As I sit here in the magic hour, casually sipping on a glass of wine just to the right of my computer, I realise something.
I live alone, granted, but I am alone.
Not lonely, just alone.
A big sigh escapes my mouth and I settle back into my chair to write.
I think about being alone all the time and I often crave the space and freedom that being alone permits. I believe that solitude is essential for most creative work, collaborative projects aside, and being alone is nothing to complain about. In fact, it should be celebrated.
I am a social creature and I love getting lost in dense crowds, or chatting with friends in small, intimate spaces. These moments punctuate life with aliveness and it’s so easy to take the social world for granted.

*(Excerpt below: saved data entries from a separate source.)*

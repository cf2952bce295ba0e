//! Submission enforcement using Validation.

use crate::core::{Evaluation, MatchState, PasswordPolicy};
use crate::enforcement::violations::PolicyViolation;
use stillwater::validation::Validation;
use stillwater::NonEmptyVec;

/// Outcome of enforcing the policy on a submission.
pub type PolicyValidation = Validation<(), NonEmptyVec<PolicyViolation>>;

impl PasswordPolicy {
    /// Enforce the policy on a submission, accumulating ALL violations.
    /// Returns Validation::Success(()) exactly when the evaluation is allowed.
    /// Returns Validation::Failure with one violation per failed rule, in
    /// rule order, followed by the confirmation violation if any.
    pub fn enforce(&self, password: &str, confirmation: &str) -> PolicyValidation {
        enforce_evaluation(&self.evaluate(password, confirmation), confirmation)
    }
}

/// Turn an existing evaluation into a validation.
pub fn enforce_evaluation(evaluation: &Evaluation, confirmation: &str) -> PolicyValidation {
    let mut checks: Vec<PolicyValidation> = evaluation
        .outcomes()
        .iter()
        .map(|outcome| {
            if outcome.passed {
                Validation::success(())
            } else {
                Validation::fail(PolicyViolation::RuleFailed {
                    rule: outcome.name.clone(),
                    description: outcome.description.clone(),
                })
            }
        })
        .collect();

    let confirmation_check = match evaluation.match_state() {
        MatchState::Match => Validation::success(()),
        MatchState::Mismatch => Validation::fail(PolicyViolation::ConfirmationMismatch),
        // An empty password with a filled confirmation still differs from it.
        MatchState::Undetermined if !confirmation.is_empty() => {
            Validation::fail(PolicyViolation::ConfirmationMismatch)
        }
        MatchState::Undetermined => Validation::fail(PolicyViolation::ConfirmationMissing),
    };
    checks.push(confirmation_check);

    Validation::all_vec(checks).map(|_| ())
}
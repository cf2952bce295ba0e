//! Validation-based enforcement of the password policy on submit.
//!
//! This module gates form submission using Stillwater's `Validation` type
//! to accumulate ALL violations instead of fail-fast behavior.
//!
//! # Philosophy
//!
//! Following Stillwater's philosophy: "Don't stop at first error - collect them all!"
//!
//! A registration form that reports one unmet rule at a time makes users fix
//! their password in rounds. The `Validation` type accumulates every unmet
//! rule and the confirmation problem, so one blocked submit explains all of it.
//!
//! # Example
//!
//! ```rust
//! use signup_guard::core::PasswordPolicy;
//! use signup_guard::enforcement::PolicyViolation;
//! use stillwater::validation::Validation;
//!
//! let policy = PasswordPolicy::standard();
//!
//! match policy.enforce("passw0rd!", "passw0rd!") {
//!     Validation::Failure(violations) => {
//!         assert_eq!(violations.len(), 1);
//!         assert!(violations
//!             .iter()
//!             .all(|v| matches!(v, PolicyViolation::RuleFailed { .. })));
//!     }
//!     Validation::Success(_) => panic!("expected the uppercase rule to fail"),
//! }
//! ```

pub mod rules;
pub mod violations;

// Re-export commonly used types
pub use rules::{enforce_evaluation, PolicyValidation};
pub use violations::PolicyViolation;
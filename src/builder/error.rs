//! Build errors for password policies.

use thiserror::Error;

/// Errors that can occur when building a password policy.
#[derive(Debug, Clone, Error, PartialEq, Eq)]
pub enum BuildError {
    #[error("No rules defined. Keep the standard rules or add at least one with .require()")]
    NoRules,

    #[error("Minimum length must be at least 1")]
    ZeroMinLength,

    #[error("Special character set is empty. Pass at least one character to .special_characters()")]
    EmptySpecialCharacters,

    #[error("Rule '{name}' is defined more than once")]
    DuplicateRule { name: String },

    #[error("Cannot describe unknown rule '{name}'")]
    UnknownRule { name: String },
}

Maria Popova (a genius and fellow book worm) writes about solitude a lot, particularly on how to be alone. As Maria points out, “the choice of solitude, of active aloneness, has relevance not only to romance but to all human bonds”. It is in solitude that we can recharge, rest and restore our psyches for the next round of work drinks or birthday shenanigans. Or, simply find our own way to be around people.
Solitude can feel like a luxury, but the uninterrupted time can be intimidating. What I propose is to indulge in some creative solitude. Grab a notebook and draw something. Cook yourself that dish you’ve been dreaming of for weeks. Read. Sing out loud to your favourite music. Crack that expensive bottle of red you got for your birthday – you’re worth it.
Gift yourself some creative solitude this weekend and trust me, everyone will benefit.